Stored data entries —
- - - -

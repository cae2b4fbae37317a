use crate::scroll::SectionChange;

/// A high-level input action produced by any windowing backend.
///
/// The scene never sees raw window events, only these actions and the
/// [`InputEffect`]s they produce.
#[derive(Debug, Clone, Copy, PartialEq)]
pub enum InputAction {
    /// Pointer moved to a position in logical pixels.
    PointerMoved { x: f32, y: f32 },
    /// Jump the page to an absolute scroll offset in logical pixels.
    ScrollTo(f32),
    /// Scroll the page by a relative amount in logical pixels.
    ScrollBy(f32),
    /// Scroll by whole viewport heights (page up/down keys).
    ScrollPages(i32),
    /// Viewport resized to a logical size and device scale factor.
    Resized {
        width: f32,
        height: f32,
        scale_factor: f32,
    },
    /// Switch section meshes between toon and normal shading.
    ToggleNormals,
    /// Show or hide the debug panel.
    ToggleDebugPanel,
    /// No-op (used for input that hasn't been bound).
    Noop,
}

/// Something the scene or app must react to after an action is applied.
#[derive(Debug, Clone, Copy, PartialEq)]
pub enum InputEffect {
    SectionChanged(SectionChange),
    Resized,
    NormalsToggled(bool),
    DebugPanelToggled(bool),
}

#[cfg(test)]
mod tests {
    use super::*;

    #[test]
    fn action_pointer_is_constructible() {
        let a = InputAction::PointerMoved { x: 10.0, y: 20.0 };
        assert!(matches!(a, InputAction::PointerMoved { .. }));
    }

    #[test]
    fn effect_carries_section_change() {
        let e = InputEffect::SectionChanged(SectionChange { from: 0, to: 1 });
        assert!(matches!(e, InputEffect::SectionChanged(SectionChange { to: 1, .. })));
    }
}
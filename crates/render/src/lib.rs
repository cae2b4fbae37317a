//! Rendering Adapter: renderer-agnostic interface over the demo scene.
//!
//! # Invariants
//! - Renderers cannot mutate the scene.
//! - Render state derives from scene state and view.
//!
//! The GPU backend lives in `scrollfolio-render-wgpu`; the debug text renderer
//! here serves the CLI and tests.

mod renderer;

pub use renderer::{DebugTextRenderer, RenderView, Renderer};

pub fn crate_info() -> &'static str {
    "scrollfolio-render v0.1.0"
}
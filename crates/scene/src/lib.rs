//! Scene: the demo's meshes, particle field, light and camera rig, plus the
//! per-frame update that ties them to scroll and pointer input.
//!
//! # Invariants
//! - Section meshes sit `objects_distance` apart along -Y, one per page section.
//! - The camera rig never overshoots its parallax target.
//! - Section spins add to the continuous rotation; they never overwrite it.
//! - Scene state changes only through `tick` and the explicit setters.

pub mod camera;
pub mod config;
pub mod geometry;
pub mod intro;
pub mod material;
pub mod particles;
pub mod report;
pub mod scene;

pub use camera::{CameraRig, PerspectiveCamera};
pub use config::{ConfigError, DemoConfig, HeaderConfig, SECTION_COUNT};
pub use geometry::{MeshData, Shape};
pub use intro::HeaderIntro;
pub use material::{DirectionalLight, MaterialMode, PointsMaterial, ToonMaterial};
pub use particles::ParticleField;
pub use report::FrameReport;
pub use scene::{FrameInput, Scene, SectionMesh};

pub fn crate_info() -> &'static str {
    "scrollfolio-scene v0.1.0"
}
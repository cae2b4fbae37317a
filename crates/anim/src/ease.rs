use serde::{Deserialize, Serialize};
use std::f32::consts::PI;
use std::fmt;
use std::str::FromStr;

/// Errors from parsing ease names such as `power2.inOut` or `steps(12)`.
#[derive(Debug, Clone, PartialEq, Eq, thiserror::Error)]
pub enum EaseError {
    #[error("unknown ease curve: {0:?}")]
    UnknownCurve(String),
    #[error("unknown ease direction {direction:?} in {name:?}")]
    UnknownDirection { name: String, direction: String },
    #[error("steps() needs a positive integer count: {0:?}")]
    BadSteps(String),
}

/// Which end of the curve the easing is applied to.
#[derive(Debug, Clone, Copy, PartialEq, Eq)]
pub enum EaseDirection {
    In,
    Out,
    InOut,
}

impl EaseDirection {
    fn suffix(self) -> &'static str {
        match self {
            Self::In => "in",
            Self::Out => "out",
            Self::InOut => "inOut",
        }
    }

    /// Derive out/inOut variants from an ease-in function.
    fn apply(self, t: f32, ease_in: impl Fn(f32) -> f32) -> f32 {
        match self {
            Self::In => ease_in(t),
            Self::Out => 1.0 - ease_in(1.0 - t),
            Self::InOut => {
                if t < 0.5 {
                    ease_in(2.0 * t) / 2.0
                } else {
                    1.0 - ease_in(2.0 * (1.0 - t)) / 2.0
                }
            }
        }
    }
}

/// Easing curve, named the way GSAP names them.
///
/// `Power(n)` is `t^(n + 1)` for the ease-in form, so `power1` is quadratic and
/// `power2` is cubic.
#[derive(Debug, Clone, Copy, PartialEq, Serialize, Deserialize)]
#[serde(try_from = "String", into = "String")]
pub enum Ease {
    Linear,
    Power(u8, EaseDirection),
    Sine(EaseDirection),
    Expo(EaseDirection),
    Bounce(EaseDirection),
    /// Holds `n + 1` plateaus of height `1/n`; the last one (value 1) starts
    /// at `n / (n + 1)`.
    Steps(u32),
}

impl Default for Ease {
    fn default() -> Self {
        Ease::Power(1, EaseDirection::Out)
    }
}

impl Ease {
    /// Map linear progress `t` to eased progress.
    pub fn apply(&self, t: f32) -> f32 {
        let t = t.clamp(0.0, 1.0);
        match *self {
            Ease::Linear => t,
            Ease::Power(n, dir) => dir.apply(t, |x| x.powi(n as i32 + 1)),
            Ease::Sine(dir) => dir.apply(t, |x| 1.0 - (x * PI / 2.0).cos()),
            Ease::Expo(dir) => dir.apply(t, |x| {
                if x <= 0.0 {
                    0.0
                } else {
                    2f32.powf(10.0 * (x - 1.0))
                }
            }),
            Ease::Bounce(dir) => dir.apply(t, |x| 1.0 - bounce_out(1.0 - x)),
            Ease::Steps(n) => {
                let plateau = ((n + 1) as f32 * t.min(1.0 - f32::EPSILON)).floor();
                (plateau / n as f32).min(1.0)
            }
        }
    }
}

fn bounce_out(t: f32) -> f32 {
    const N1: f32 = 7.5625;
    const D1: f32 = 2.75;
    if t < 1.0 / D1 {
        N1 * t * t
    } else if t < 2.0 / D1 {
        let t = t - 1.5 / D1;
        N1 * t * t + 0.75
    } else if t < 2.5 / D1 {
        let t = t - 2.25 / D1;
        N1 * t * t + 0.9375
    } else {
        let t = t - 2.625 / D1;
        N1 * t * t + 0.984375
    }
}

impl fmt::Display for Ease {
    fn fmt(&self, f: &mut fmt::Formatter<'_>) -> fmt::Result {
        match self {
            Ease::Linear => f.write_str("none"),
            Ease::Power(n, dir) => write!(f, "power{n}.{}", dir.suffix()),
            Ease::Sine(dir) => write!(f, "sine.{}", dir.suffix()),
            Ease::Expo(dir) => write!(f, "expo.{}", dir.suffix()),
            Ease::Bounce(dir) => write!(f, "bounce.{}", dir.suffix()),
            Ease::Steps(n) => write!(f, "steps({n})"),
        }
    }
}

impl FromStr for Ease {
    type Err = EaseError;

    fn from_str(s: &str) -> Result<Self, Self::Err> {
        let name = s.trim();
        if let Some(inner) = name.strip_prefix("steps(").and_then(|r| r.strip_suffix(')')) {
            return match inner.trim().parse::<u32>() {
                Ok(n) if n > 0 => Ok(Ease::Steps(n)),
                _ => Err(EaseError::BadSteps(name.to_string())),
            };
        }

        let (curve, direction) = match name.split_once('.') {
            Some((c, d)) => (c, Some(d)),
            None => (name, None),
        };
        // GSAP defaults to `.out` when no direction is given.
        let dir = match direction {
            None | Some("out") => EaseDirection::Out,
            Some("in") => EaseDirection::In,
            Some("inOut") => EaseDirection::InOut,
            Some(other) => {
                return Err(EaseError::UnknownDirection {
                    name: name.to_string(),
                    direction: other.to_string(),
                });
            }
        };

        match curve {
            "none" | "linear" | "power0" => Ok(Ease::Linear),
            "power1" | "quad" => Ok(Ease::Power(1, dir)),
            "power2" | "cubic" => Ok(Ease::Power(2, dir)),
            "power3" | "quart" => Ok(Ease::Power(3, dir)),
            "power4" | "quint" | "strong" => Ok(Ease::Power(4, dir)),
            "sine" => Ok(Ease::Sine(dir)),
            "expo" => Ok(Ease::Expo(dir)),
            "bounce" => Ok(Ease::Bounce(dir)),
            _ => Err(EaseError::UnknownCurve(name.to_string())),
        }
    }
}

impl TryFrom<String> for Ease {
    type Error = EaseError;

    fn try_from(value: String) -> Result<Self, Self::Error> {
        value.parse()
    }
}

impl From<Ease> for String {
    fn from(ease: Ease) -> Self {
        ease.to_string()
    }
}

- - - -

Exercise directions —
Write out exactly the lines between the start of the entries and the line containing "f32, y: f32", including that line and the first one.

Exercise result —
repository cae2b4fbae37317a
use crate::scroll::SectionChange;

/// A high-level input action produced by any windowing backend.
///
/// The scene never sees raw window events, only these actions and the
/// [`InputEffect`]s they produce.
#[derive(Debug, Clone, Copy, PartialEq)]
pub enum InputAction {
    /// Pointer moved to a position in logical pixels.
    PointerMoved { x: f32, y: f32 },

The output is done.